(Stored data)

—————

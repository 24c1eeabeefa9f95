//! Payment gateway module
//!
//! Ports and adapters for the external payment providers that settle
//! recharges. Handlers talk to the `PaymentGateway` trait; the registry
//! picks the adapter for a provider tag.

pub mod paypal;
pub mod stripe;

pub use paypal::PayPalGateway;
pub use stripe::StripeGateway;

use std::collections::HashMap;
use std::sync::Arc;

use async_trait::async_trait;
use axum::http::HeaderMap;
use rust_decimal::Decimal;
use uuid::Uuid;

use crate::aggregate::{PaymentProvider, RechargeStatus};
use crate::config::Config;
use crate::domain::Money;
use crate::error::AppError;

/// Errors from the provider-facing side of a gateway
#[derive(Debug, thiserror::Error)]
pub enum GatewayError {
    #[error("Session creation failed: {0}")]
    SessionCreation(String),

    #[error("Provider returned no client payment token")]
    MissingToken,
}

/// Request to open a checkout session for a pending recharge
#[derive(Debug, Clone)]
pub struct CreateSessionRequest {
    pub wallet_id: Uuid,
    pub recharge_id: Uuid,
    pub amount: Money,
    pub callback_url: String,
}

/// Checkout session handed back by a provider
#[derive(Debug, Clone)]
pub struct CheckoutSession {
    pub provider_reference_id: String,
    pub client_payment_token: Option<String>,
}

/// Provider notification after authenticity checks and mapping
#[derive(Debug, Clone)]
pub struct WebhookNotification {
    pub is_valid: bool,
    pub provider_reference_id: String,
    pub status: RechargeStatus,
    pub amount: Option<Decimal>,
}

impl WebhookNotification {
    /// Notification that failed the authenticity check
    pub fn invalid() -> Self {
        Self {
            is_valid: false,
            provider_reference_id: String::new(),
            status: RechargeStatus::Pending,
            amount: None,
        }
    }
}

/// Port every payment provider adapter implements
#[async_trait]
pub trait PaymentGateway: Send + Sync {
    /// Which provider this gateway talks to
    fn provider(&self) -> PaymentProvider;

    /// Open a checkout session the client can pay against
    async fn create_session(
        &self,
        request: &CreateSessionRequest,
    ) -> Result<CheckoutSession, GatewayError>;

    /// Cancel a previously opened session
    async fn cancel_session(&self, provider_reference_id: &str) -> Result<(), GatewayError>;

    /// Authenticate and interpret a provider notification.
    /// A forged or unreadable notification yields an invalid result, never
    /// an error; callers turn that into a rejected request.
    fn parse_webhook(&self, payload: &[u8], headers: &HeaderMap) -> WebhookNotification;
}

/// Resolves the gateway adapter for a provider tag
pub struct PaymentGatewayRegistry {
    gateways: HashMap<PaymentProvider, Arc<dyn PaymentGateway>>,
}

impl PaymentGatewayRegistry {
    pub fn new() -> Self {
        Self {
            gateways: HashMap::new(),
        }
    }

    /// Registry with every provider this build supports
    pub fn standard(config: &Config) -> Self {
        Self::new()
            .register(Arc::new(StripeGateway::new(
                config.stripe_webhook_secret.clone(),
            )))
            .register(Arc::new(PayPalGateway::new(config.paypal_base_url.clone())))
    }

    pub fn register(mut self, gateway: Arc<dyn PaymentGateway>) -> Self {
        self.gateways.insert(gateway.provider(), gateway);
        self
    }

    pub fn resolve(&self, provider: PaymentProvider) -> Result<Arc<dyn PaymentGateway>, AppError> {
        self.gateways
            .get(&provider)
            .cloned()
            .ok_or_else(|| AppError::UnsupportedProvider(provider.to_string()))
    }
}

impl Default for PaymentGatewayRegistry {
    fn default() -> Self {
        Self::new()
    }
}
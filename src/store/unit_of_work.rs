//! Unit of work
//!
//! One database transaction plus the domain events recorded while it was
//! open. Commit writes every event to the outbox and then commits, so the
//! state change and its events land together or not at all. Dropping the
//! unit of work rolls the transaction back and discards the events with it.

use sqlx::{PgPool, Postgres, Transaction};

use crate::domain::WalletEvent;
use crate::error::AppResult;

use super::OutboxStore;

pub struct UnitOfWork {
    tx: Transaction<'static, Postgres>,
    outbox: OutboxStore,
    events: Vec<WalletEvent>,
}

impl UnitOfWork {
    /// Open a transaction with an empty event list
    pub async fn begin(pool: &PgPool) -> AppResult<Self> {
        Ok(Self {
            tx: pool.begin().await?,
            outbox: OutboxStore::new(pool.clone()),
            events: Vec::new(),
        })
    }

    /// The open transaction; stores write through it
    pub fn tx(&mut self) -> &mut Transaction<'static, Postgres> {
        &mut self.tx
    }

    /// Queue an event to ship with the commit
    pub fn record(&mut self, event: WalletEvent) {
        self.events.push(event);
    }

    /// Write the recorded events to the outbox, then commit
    pub async fn commit(mut self) -> AppResult<()> {
        for event in &self.events {
            let message_id = self.outbox.insert(&mut self.tx, event).await?;
            tracing::debug!(
                event_type = event.event_type(),
                %message_id,
                "Recorded outbox message"
            );
        }

        self.tx.commit().await?;
        Ok(())
    }

    /// Throw the transaction and its events away
    pub async fn rollback(self) -> AppResult<()> {
        self.tx.rollback().await?;
        Ok(())
    }
}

—————

For each record above, print an exact copy.

repository 24c1eeabeefa9f95
//! Payment gateway module
//!
//! Ports and adapters for the external payment providers that settle
//! recharges. Handlers talk to the `PaymentGateway` trait; the registry
//! picks the adapter for a provider tag.

pub mod paypal;
pub mod stripe;

pub use paypal::PayPalGateway;
pub use stripe::StripeGateway;

use std::collections::HashMap;
use std::sync::Arc;

use async_trait::async_trait;
use axum::http::HeaderMap;
use rust_decimal::Decimal;
use uuid::Uuid;

use crate::aggregate::{PaymentProvider, RechargeStatus};
use crate::config::Config;
use crate::domain::Money;
use crate::error::AppError;

/// Errors from the provider-facing side of a gateway
#[derive(Debug, thiserror::Error)]
pub enum GatewayError {
    #[error("Session creation failed: {0}")]
    SessionCreation(String),

    #[error("Provider returned no client payment token")]
    MissingToken,
}

/// Request to open a checkout session for a pending recharge
#[derive(Debug, Clone)]
pub struct CreateSessionRequest {
    pub wallet_id: Uuid,
    pub recharge_id: Uuid,
    pub amount: Money,
    pub callback_url: String,
}

/// Checkout session handed back by a provider
#[derive(Debug, Clone)]
pub struct CheckoutSession {
    pub provider_reference_id: String,
    pub client_payment_token: Option<String>,
}

/// Provider notification after authenticity checks and mapping
#[derive(Debug, Clone)]
pub struct WebhookNotification {
    pub is_valid: bool,
    pub provider_reference_id: String,
    pub status: RechargeStatus,
    pub amount: Option<Decimal>,
}

impl WebhookNotification {
    /// Notification that failed the authenticity check
    pub fn invalid() -> Self {
        Self {
            is_valid: false,
            provider_reference_id: String::new(),
            status: RechargeStatus::Pending,
            amount: None,
        }
    }
}

/// Port every payment provider adapter implements
#[async_trait]
pub trait PaymentGateway: Send + Sync {
    /// Which provider this gateway talks to
    fn provider(&self) -> PaymentProvider;

    /// Open a checkout session the client can pay against
    async fn create_session(
        &self,
        request: &CreateSessionRequest,
    ) -> Result<CheckoutSession, GatewayError>;

    /// Cancel a previously opened session
    async fn cancel_session(&self, provider_reference_id: &str) -> Result<(), GatewayError>;

    /// Authenticate and interpret a provider notification.
    /// A forged or unreadable notification yields an invalid result, never
    /// an error; callers turn that into a rejected request.
    fn parse_webhook(&self, payload: &[u8], headers: &HeaderMap) -> WebhookNotification;
}

/// Resolves the gateway adapter for a provider tag
pub struct PaymentGatewayRegistry {
    gateways: HashMap<PaymentProvider, Arc<dyn PaymentGateway>>,
}

impl PaymentGatewayRegistry {
    pub fn new() -> Self {
        Self {
            gateways: HashMap::new(),
        }
    }

    /// Registry with every provider this build supports
    pub fn standard(config: &Config) -> Self {
        Self::new()
            .register(Arc::new(StripeGateway::new(
                config.stripe_webhook_secret.clone(),
            )))
            .register(Arc::new(PayPalGateway::new(config.paypal_base_url.clone())))
    }

    pub fn register(mut self, gateway: Arc<dyn PaymentGateway>) -> Self {
        self.gateways.insert(gateway.provider(), gateway);
        self
    }

    pub fn resolve(&self, provider: PaymentProvider) -> Result<Arc<dyn PaymentGateway>, AppError> {
        self.gateways
            .get(&provider)
            .cloned()
            .ok_or_else(|| AppError::UnsupportedProvider(provider.to_string()))
    }
}

impl Default for PaymentGatewayRegistry {
    fn default() -> Self {
        Self::new()
    }
}
filename src/store/unit_of_work.rs
//! Unit of work
//!
//! One database transaction plus the domain events recorded while it was
//! open. Commit writes every event to the outbox and then commits, so the
//! state change and its events land together or not at all. Dropping the
//! unit of work rolls the transaction back and discards the events with it.

use sqlx::{PgPool, Postgres, Transaction};

use crate::domain::WalletEvent;
use crate::error::AppResult;

use super::OutboxStore;

pub struct UnitOfWork {
    tx: Transaction<'static, Postgres>,
    outbox: OutboxStore,
    events: Vec<WalletEvent>,
}

impl UnitOfWork {
    /// Open a transaction with an empty event list
    pub async fn begin(pool: &PgPool) -> AppResult<Self> {
        Ok(Self {
            tx: pool.begin().await?,
            outbox: OutboxStore::new(pool.clone()),
            events: Vec::new(),
        })
    }

    /// The open transaction; stores write through it
    pub fn tx(&mut self) -> &mut Transaction<'static, Postgres> {
        &mut self.tx
    }

    /// Queue an event to ship with the commit
    pub fn record(&mut self, event: WalletEvent) {
        self.events.push(event);
    }

    /// Write the recorded events to the outbox, then commit
    pub async fn commit(mut self) -> AppResult<()> {
        for event in &self.events {
            let message_id = self.outbox.insert(&mut self.tx, event).await?;
            tracing::debug!(
                event_type = event.event_type(),
                %message_id,
                "Recorded outbox message"
            );
        }

        self.tx.commit().await?;
        Ok(())
    }

    /// Throw the transaction and its events away
    pub async fn rollback(self) -> AppResult<()> {
        self.tx.rollback().await?;
        Ok(())
    }
}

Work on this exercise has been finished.